What the task asks -> Using the data beneath this instruction, retype only the lines from the one that contains "use cyberquotes::refresh::RefreshState;" down to the one that contains "de données local", both included, exactly as they appear.

Start of Records

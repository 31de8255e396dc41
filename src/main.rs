// ============================================================================
// Cyberquotes - Point d'entrée
// ============================================================================
// Dashboard TUI : cotations, graphiques et news pour une liste de tickers.
//
// CONCEPTS RUST CLÉS :
// 1. Terminal raw mode : contrôle total du terminal
// 2. Event loop : réglages → passe éventuelle → rendu → entrée clavier
// 3. Async dans sync : le runtime tokio exécute chaque passe avec block_on
// 4. Restauration du terminal même en cas d'erreur
//
// Une passe tourne à la fois, dans la boucle : pas de thread de fond, pas
// de fetch parallèle entre tickers.
// ============================================================================

use std::io;
use std::path::{Path, PathBuf};
use std::sync::Arc;

use anyhow::{Context, Result};
use clap::Parser;
use crossterm::{
    execute,
    terminal::{disable_raw_mode, enable_raw_mode, EnterAlternateScreen, LeaveAlternateScreen},
};
use ratatui::{backend::CrosstermBackend, Terminal};
use tracing::{debug, error, info, warn};

use cyberquotes::api::{FinnhubClient, YahooClient};
use cyberquotes::app::{App, InputTarget, REFRESH_STEP_SECS};
use cyberquotes::cache::SystemClock;
use cyberquotes::config::{Cli, Settings};
use cyberquotes::pipeline::{run_pass, Session};
use cyberquotes::refresh::RefreshState;
use cyberquotes::ui::{events::Event, render, EventHandler};

type Tui = Terminal<CrosstermBackend<io::Stdout>>;

// ============================================================================
// Initialisation du logging
// ============================================================================
// Les println! ne fonctionnent pas une fois le TUI lancé : les logs partent
// dans un fichier à rotation quotidienne.
// ============================================================================

/// Répertoire des logs : --log-dir, sinon le dossier de données local
/// (~/.local/share/cyberquotes/logs sur Linux), sinon ./logs
fn resolve_log_dir(requested: Option<&Path>) -> PathBuf {
    requested
        .map(Path::to_path_buf)
        .or_else(|| dirs::data_local_dir().map(|d| d.join("cyberquotes").join("logs")))
        .unwrap_or_else(|| PathBuf::from("./logs"))
}

/// Initialise le logging vers fichier
///
/// CONCEPT RUST : Tracing subscriber
/// - Registry : point central des logs
/// - Layer fmt : formate et écrit dans le fichier
/// - EnvFilter : RUST_LOG, sinon debug pour cyberquotes et info ailleurs
///
/// # Utilisation
/// ```bash
/// tail -f ~/.local/share/cyberquotes/logs/cyberquotes.log.*
/// RUST_LOG=cyberquotes=trace cyberquotes
/// ```
fn init_logging(log_dir: &Path) -> Result<()> {
    use tracing_appender::rolling::{RollingFileAppender, Rotation};
    use tracing_subscriber::{layer::SubscriberExt, util::SubscriberInitExt};

    std::fs::create_dir_all(log_dir).context("Failed to create the log directory")?;

    let file_appender = RollingFileAppender::new(Rotation::DAILY, log_dir, "cyberquotes.log");

    tracing_subscriber::registry()
        .with(
            tracing_subscriber::fmt::layer()
                .with_writer(file_appender)
                .with_ansi(false)
                .with_target(true)
                .with_line_number(true),
        )
        .with(
            tracing_subscriber::EnvFilter::try_from_default_env()
                .unwrap_or_else(|_| "cyberquotes=debug,info".into()),
        )
        .try_init()
        .context("Failed to install the tracing subscriber")?;

    info!(log_dir = %log_dir.display(), "Logging initialised");
    Ok(())
}

// ============================================================================
// Point d'entrée du programme
// ============================================================================

fn main() -> Result<()> {
    let cli = Cli::parse();

    // Si le logging échoue, on le signale et on continue sans
    let log_dir = resolve_log_dir(cli.log_dir.as_deref());
    if let Err(e) = init_logging(&log_dir) {
        eprintln!("Warning: failed to initialise logging: {:#}", e);
        eprintln!("Continuing without logging...");
    }

    let settings = Settings::from(&cli);
    info!(
        tickers = %settings.tickers_input,
        window = %settings.window,
        refresh_secs = settings.refresh_interval.secs(),
        news = settings.has_news_key(),
        "Cyberquotes starting up"
    );

    let runtime = tokio::runtime::Runtime::new().context("Failed to create the tokio runtime")?;
    let market = YahooClient::new(settings.market_timeout)?;
    let news = FinnhubClient::new()?;
    let mut session = Session::new(
        Box::new(market),
        Box::new(news),
        Arc::new(SystemClock),
        settings.refresh_interval,
    );
    let mut app = App::new(settings);

    debug!("Setting up terminal");
    let mut terminal = setup_terminal()?;

    info!("Starting event loop");
    let result = run(&mut terminal, &mut app, &mut session, &runtime, &EventHandler::new());

    // Restaure le terminal (même en cas d'erreur)
    debug!("Restoring terminal");
    restore_terminal(&mut terminal)?;

    match &result {
        Ok(_) => info!("Application exited normally"),
        Err(e) => error!(error = ?e, "Application exited with error"),
    }
    result
}

// ============================================================================
// Event Loop Principal
// ============================================================================
// À chaque itération :
//   1. le contrôleur de rafraîchissement décide si l'intervalle est écoulé
//   2. si une passe est demandée, elle tourne jusqu'au bout (block_on)
//   3. rendu
//   4. lecture d'une touche (ou Tick après 250 ms)
// ============================================================================

fn run(
    terminal: &mut Tui,
    app: &mut App,
    session: &mut Session,
    runtime: &tokio::runtime::Runtime,
    events: &EventHandler,
) -> Result<()> {
    while app.is_running() {
        session.refresh.set_interval(app.settings.refresh_interval);

        if session.refresh.on_render_pass(session.now()) == RefreshState::Due {
            info!("Refresh interval elapsed, starting a new pass");
            app.request_pass();
        }

        if app.take_pass_request() {
            app.start_loading(Some(format!("Loading {}...", app.settings.tickers_input)));
            terminal.draw(|frame| render(frame, app))?;

            let report = runtime.block_on(run_pass(session, &app.settings));
            app.apply_report(report);
            app.stop_loading();
        }

        app.countdown_secs = session
            .refresh
            .remaining(session.now())
            .map(|d| d.num_seconds());
        terminal.draw(|frame| render(frame, app))?;

        match events.next() {
            Ok(event) => handle_event(app, event),
            Err(e) => warn!(error = ?e, "Failed to read terminal event"),
        }
    }

    Ok(())
}

// ============================================================================
// Gestion des événements
// ============================================================================

/// Traite un événement et met à jour l'état de l'application
///
/// CONCEPT RUST : Pattern matching avec guards
/// - En mode saisie, toutes les touches vont au buffer (même 'q')
/// - Sur le dashboard, chaque raccourci a son arm
fn handle_event(app: &mut App, event: Event) {
    use cyberquotes::ui::events::{
        get_char_from_event, is_api_key_event, is_backspace_event, is_dedupe_toggle_event,
        is_down_event, is_edit_tickers_event, is_enter_event, is_escape_event,
        is_faster_refresh_event, is_force_refresh_event, is_next_window_event,
        is_previous_window_event, is_quit_event, is_slower_refresh_event, is_up_event,
    };

    // ========================================
    // Input Mode : saisie tickers / clé API
    // ========================================
    if app.is_in_input_mode() {
        match event {
            Event::Key(_) if is_escape_event(&event) => {
                info!("User cancelled input");
                app.cancel_input();
            }
            Event::Key(_) if is_enter_event(&event) => {
                let target = app.input_target;
                app.submit_input();
                match target {
                    InputTarget::Tickers => {
                        info!(tickers = %app.settings.tickers_input, "User updated ticker list")
                    }
                    InputTarget::ApiKey => {
                        info!(set = app.settings.has_news_key(), "User updated news API key")
                    }
                }
            }
            Event::Key(_) if is_backspace_event(&event) => app.backspace(),
            Event::Key(_) => {
                if let Some(c) = get_char_from_event(&event) {
                    app.append_char(c);
                }
            }
            Event::Tick => {}
        }
        return;
    }

    // ========================================
    // Dashboard
    // ========================================
    match event {
        Event::Key(_) if is_quit_event(&event) => {
            // Two-step : première pression = confirmation, deuxième = quit
            if app.is_awaiting_quit_confirmation() {
                info!("User confirmed quit");
                app.quit();
            } else {
                info!("User requested quit (awaiting confirmation)");
                app.request_quit();
            }
        }

        Event::Key(_) if is_up_event(&event) => {
            app.cancel_quit();
            app.navigate_up();
        }
        Event::Key(_) if is_down_event(&event) => {
            app.cancel_quit();
            app.navigate_down();
        }

        Event::Key(_) if is_next_window_event(&event) => {
            app.cancel_quit();
            app.next_window();
            info!(window = %app.settings.window, "User changed to next window");
        }
        Event::Key(_) if is_previous_window_event(&event) => {
            app.cancel_quit();
            app.previous_window();
            info!(window = %app.settings.window, "User changed to previous window");
        }

        Event::Key(_) if is_edit_tickers_event(&event) => {
            app.cancel_quit();
            app.start_input(InputTarget::Tickers);
        }
        Event::Key(_) if is_api_key_event(&event) => {
            app.cancel_quit();
            app.start_input(InputTarget::ApiKey);
        }

        Event::Key(_) if is_slower_refresh_event(&event) => {
            app.cancel_quit();
            app.step_refresh(REFRESH_STEP_SECS);
        }
        Event::Key(_) if is_faster_refresh_event(&event) => {
            app.cancel_quit();
            app.step_refresh(-REFRESH_STEP_SECS);
        }

        Event::Key(_) if is_force_refresh_event(&event) => {
            app.cancel_quit();
            info!("User forced a refresh");
            app.request_pass();
        }

        Event::Key(_) if is_dedupe_toggle_event(&event) => {
            app.cancel_quit();
            app.toggle_dedupe();
            info!(dedupe = app.settings.ticker_options.dedupe, "User toggled duplicate filtering");
        }

        Event::Key(_) => {
            // Toute autre touche : annule la confirmation de quit
            app.cancel_quit();
        }

        Event::Tick => {}
    }
}

// ============================================================================
// Setup et restauration du terminal
// ============================================================================

/// Raw mode + alternate screen
fn setup_terminal() -> Result<Tui> {
    enable_raw_mode().context("Failed to enable raw mode")?;
    let mut stdout = io::stdout();
    execute!(stdout, EnterAlternateScreen)?;
    Terminal::new(CrosstermBackend::new(stdout)).context("Failed to create the terminal")
}

/// Restaure le terminal à son état normal
fn restore_terminal(terminal: &mut Tui) -> Result<()> {
    disable_raw_mode()?;
    execute!(terminal.backend_mut(), LeaveAlternateScreen)?;
    terminal.show_cursor()?;
    Ok(())
}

End of Records

Response area ->
use cyberquotes::refresh::RefreshState;
use cyberquotes::ui::{events::Event, render, EventHandler};

type Tui = Terminal<CrosstermBackend<io::Stdout>>;

// ============================================================================
// Initialisation du logging
// ============================================================================
// Les println! ne fonctionnent pas une fois le TUI lancé : les logs partent
// dans un fichier à rotation quotidienne.
// ============================================================================

/// Répertoire des logs : --log-dir, sinon le dossier de données local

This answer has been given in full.